Until his death in 1987, Andy Warhol was the reigning king of Pop Art culture and a huge iconic influence on the innovative approach to creative uses of multimedia in the art world. The exhibition is divided into five sections to highlight what guest curator, Mark Rosenthal, and his team categorized as representing the broad phenomenon of the “Warhol effect.” The five thematic sections are: “Daily News: From Banality to Disaster,” “Portraiture: Celebrity and Power,” “Queer Studies: Shifting Identities,” “Consuming Images: Appropriation, Abstraction, and Seriality,” and “No Boundaries: Business, Collaboration, and Spectacle.” Many of Warhol’s significant/signature works are included and innovative, even humorous pieces by other artists add a wonderful, eclectic depth to the show; highlighting his influence on many contemporary artists as well as his enduring legacy.
Andy Warhol Exhibit at Metropolitan Museum of Art in New York: The Artist Who Created ‘Pop Art’
In the photos included in this post, I’ve separated them into the groupings created by the curators. The titles are pretty self explanatory; however, I’ve added some valuable information (in italics) from the The Met Museum’s page on the exhibition.
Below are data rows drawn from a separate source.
//! Pre-translation annotation of a formula DAG.
//!
//! One traversal computes everything later stages ask about structure:
//! which nodes have more than one incoming edge (reference-identity
//! counting), the free variables of each shared node, whether any
//! descendant depends on integer bounds, and the relation predicates that
//! sit on the top-level conjunction paths.

use rustc_hash::{FxHashMap, FxHashSet};

use crate::ast::visitor::{Node, NodeId};
use crate::ast::{
    BinaryFormulaOp, Decls, ExprKind, Formula, FormulaInner, IntExprInner, RelationPredicate,
    Variable,
};

/// A formula annotated with sharing and scoping facts.
pub struct AnnotatedNode {
    formula: Formula,
    shared: FxHashSet<NodeId>,
    free_vars: FxHashMap<NodeId, Vec<Variable>>,
    uses_ints: bool,
}

impl AnnotatedNode {
    /// Annotates `formula`.
    pub fn new(formula: &Formula) -> Self {
        let mut counter = SharingCounter::default();
        counter.visit(&Node::Formula(formula.clone()));
        let shared: FxHashSet<NodeId> = counter
            .visits
            .iter()
            .filter(|(_, &count)| count > 1)
            .map(|(&id, _)| id)
            .collect();

        let mut scoper = FreeVarScoper {
            shared: &shared,
            free_vars: FxHashMap::default(),
            scope: Vec::new(),
            uses_ints: false,
        };
        scoper.visit(&Node::Formula(formula.clone()));
        let free_vars = scoper.free_vars;
        let uses_ints = scoper.uses_ints;

        Self {
            formula: formula.clone(),
            shared,
            free_vars,
            uses_ints,
        }
    }

    /// The annotated formula.
    pub fn formula(&self) -> &Formula {
        &self.formula
    }

    /// True if `node` has more than one parent in the DAG.
    pub fn is_shared(&self, node: &Node) -> bool {
        self.shared.contains(&node.id())
    }

    /// The free variables of a shared node, in first-occurrence order.
    /// Returns `None` for nodes that are not shared (they are translated
    /// once, so nothing needs their scoping).
    pub fn free_variables(&self, node: &Node) -> Option<&[Variable]> {
        self.free_vars.get(&node.id()).map(|v| v.as_slice())
    }

    /// True if any descendant's meaning depends on integer bounds.
    pub fn uses_ints(&self) -> bool {
        self.uses_ints
    }

    /// The relation predicates on the top-level conjunction paths of the
    /// formula, with negation tracked so a negated predicate does not
    /// count.
    pub fn top_predicates(&self) -> Vec<RelationPredicate> {
        let mut out = Vec::new();
        collect_predicates(&self.formula, false, &mut out);
        out
    }
}

fn collect_predicates(f: &Formula, negated: bool, out: &mut Vec<RelationPredicate>) {
    if let Some(inner) = f.inner() {
        match inner {
            FormulaInner::Binary { left, op, right } => match (op, negated) {
                (BinaryFormulaOp::And, false) | (BinaryFormulaOp::Or, true) => {
                    collect_predicates(left, negated, out);
                    collect_predicates(right, negated, out);
                }
                (BinaryFormulaOp::Implies, true) => {
                    // !(a => b) keeps a and !b on the conjunction path
                    collect_predicates(left, false, out);
                    collect_predicates(right, true, out);
                }
                _ => {}
            },
            FormulaInner::Not(inner) => collect_predicates(inner, !negated, out),
            FormulaInner::Predicate(pred) if !negated => out.push(pred.clone()),
            _ => {}
        }
    }
}

/// Counts how many parents each non-leaf node has. A node seen more than
/// once is shared; its subtree is not revisited.
#[derive(Default)]
struct SharingCounter {
    visits: FxHashMap<NodeId, u32>,
}

impl SharingCounter {
    fn visit(&mut self, node: &Node) {
        if node.is_leaf() {
            return;
        }
        let count = self.visits.entry(node.id()).or_insert(0);
        *count += 1;
        if *count > 1 {
            return;
        }
        for child in node.children() {
            self.visit(&child);
        }
    }
}

/// Computes free variables for shared nodes and detects integer-bounded
/// constructs. The scope stack mirrors quantifier nesting.
struct FreeVarScoper<'a> {
    shared: &'a FxHashSet<NodeId>,
    free_vars: FxHashMap<NodeId, Vec<Variable>>,
    scope: Vec<Variable>,
    uses_ints: bool,
}

impl FreeVarScoper<'_> {
    /// Returns the free variables of `node` under the current scope.
    fn visit(&mut self, node: &Node) -> Vec<Variable> {
        let free = match node {
            Node::Formula(f) => match f.inner() {
                None => Vec::new(),
                Some(inner) => match inner {
                    FormulaInner::Quantified { decls, body, .. } => {
                        self.visit_binder(decls, &Node::Formula(body.clone()))
                    }
                    _ => self.visit_children(node),
                },
            },
            Node::Expression(e) => match e.kind() {
                // a variable is free here whether or not some enclosing
                // declaration binds it; binders subtract their own below
                ExprKind::Variable(v) => vec![v.clone()],
                ExprKind::Comprehension { decls, formula } => {
                    self.visit_binder(decls, &Node::Formula(formula.clone()))
                }
                ExprKind::IntCast(_) => {
                    self.uses_ints = true;
                    self.visit_children(node)
                }
                _ => self.visit_children(node),
            },
            Node::IntExpr(i) => match i.inner() {
                IntExprInner::Sum { decls, body } => {
                    self.uses_ints = true;
                    self.visit_binder(decls, &Node::IntExpr(body.clone()))
                }
                IntExprInner::Cardinality(_) | IntExprInner::Constant(_) => {
                    self.uses_ints = true;
                    self.visit_children(node)
                }
                _ => {
                    self.uses_ints = true;
                    self.visit_children(node)
                }
            },
        };
        if self.shared.contains(&node.id()) {
            self.free_vars.entry(node.id()).or_insert_with(|| free.clone());
        }
        free
    }

    fn visit_children(&mut self, node: &Node) -> Vec<Variable> {
        let mut free = Vec::new();
        for child in node.children() {
            for v in self.visit(&child) {
                if !free.contains(&v) {
                    free.push(v);
                }
            }
        }
        free
    }

    fn visit_binder(&mut self, decls: &Decls, body: &Node) -> Vec<Variable> {
        let mut free = Vec::new();
        let mut pushed = 0;
        for decl in decls.iter() {
            for v in self.visit(&Node::Expression(decl.expression().clone())) {
                if !free.contains(&v) {
                    free.push(v);
                }
            }
            self.scope.push(decl.variable().clone());
            pushed += 1;
        }
        let body_free = self.visit(body);
        for _ in 0..pushed {
            self.scope.pop();
        }
        let bound: Vec<&Variable> = decls.iter().map(|d| d.variable()).collect();
        for v in body_free {
            if !bound.contains(&&v) && !free.contains(&v) {
                free.push(v);
            }
        }
        free
    }
}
The exhibition will open to the general public on Tuesday, September 18 through December 31, 2012. Museum hours are: Tuesday–Thursday: 9:30 a.m.–5:30 p.m., Friday and Saturday: 9:30 a.m.–9:00 p.m., and Sunday: 9:30 a.m.–5:30 p.m. The museum is closed on Mondays. For more information visit: Regarding Warhol: Sixty Artists, Fifty Years. I loved the exhibit perhaps because I didn’t go with preconceived ideas of what it should or should not include… As Warhol once said, “Art is anything you can get away with.” I’ll encourage everyone to go see it. Enjoy the show!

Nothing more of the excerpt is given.